Eerste opgraving in 2000
Het onderzoek van Herrasti begon bij het openen van het graf dat bekend staat als ‘Los trece Priaranza’ in oktober 2000. Een groep familieleden van de gefusilleerden nam hiertoe het initiatief en organiseerde de eerste opgraving volgens een internationaal erkende wetenschappelijke methode. Hieronder was ook Emilio Silva Faba, tegenwoordig de voorzitter van de Vereniging voor het Herstel van het Historisch Geheugen, een van de belangrijkste motoren achter het openen van de massagraven in Spanje.
Silva vertelt aan Público: ‘Het tijdschrift Interviú deed destijds verslag van die opgraving en ontving direct daarna telefoontjes en brieven van veel mensen die ook hun familieleden wilden vinden. Daarom besloten we door te blijven werken. Er kwamen honderden vrijwilligers bij die hun hulp aanboden en elke opgraving die tot nu toe is gedaan mogelijk hebben gemaakt. Als ik het me goed herinner hebben we al meer dan duizend vrijwilligers gehad van twintig verschillende nationaliteiten’, legt Silva uit.

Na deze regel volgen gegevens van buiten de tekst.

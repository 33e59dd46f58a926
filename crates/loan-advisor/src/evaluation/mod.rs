//! Submission pipeline for a loan case: the form is read and coerced, shaped into the
//! evaluation payload, posted to the external evaluation service, and the outcome is
//! rendered into the page's display regions.
//!
//! The evaluation rules themselves live behind the remote endpoint; nothing here scores
//! a case.

pub mod client;
pub mod domain;
pub mod form;
pub mod render;
pub mod request;
pub mod retry;
pub mod session;
pub mod stub;

#[cfg(test)]
mod tests;

pub use client::{EvaluationClient, HttpEvaluationClient, NetworkFailure};
pub use domain::{
    Applicant, ApplicantRole, BankChance, Debts, EvaluationPayload, EvaluationReport,
    EvaluationRequest, EvaluationResult, LegacyEvaluationRequest,
};
pub use form::{FieldState, FormError, FormState};
pub use render::{
    BankCard, MemoryTargets, MessageLine, RenderState, RenderTargets, ResultRenderer,
    RiskFlagsView, Tone,
};
pub use request::{build_legacy_request, build_payload, build_request, split_banks, PayloadFormat};
pub use retry::RetryPolicy;
pub use session::{evaluate_and_render, EvaluationSession};
pub use stub::{demo_response, stub_router};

Wet op Historische Geheugen
Toen in 2007 ook de Wet op het Historisch Geheugen werd goedgekeurd door de toenmalige sociaaldemocratische regering werden er voor het eerst subsidies verstrekt voor het werk van alle verenigingen en instellingen die inmiddels waren opgericht. Die subsidies werden vervolgens door de rechts-conservatieve regering van Rajoy weer geschrapt door de begroting voor de Wet op het Historisch Geheugen op 0 euro te zetten.
Geen subsidies maar staat moet verantwoordelijkheid nemen
Recent heeft de regering aangekondigd dat er in september nieuwe subsidies zullen worden verstrekt om de opgravingen financieel te steunen. Het zou gaan om circa 450.000 euro. Silva vindt dat niet meer dan logisch: ‘We roepen al 20 jaar dat de Staat degene moet zijn die zich direct bezighoudt met het opgraven van de slachtoffers en niet via een systeem van subsidies. Het is een recht en dat recht moet door de Staat worden gegarandeerd.’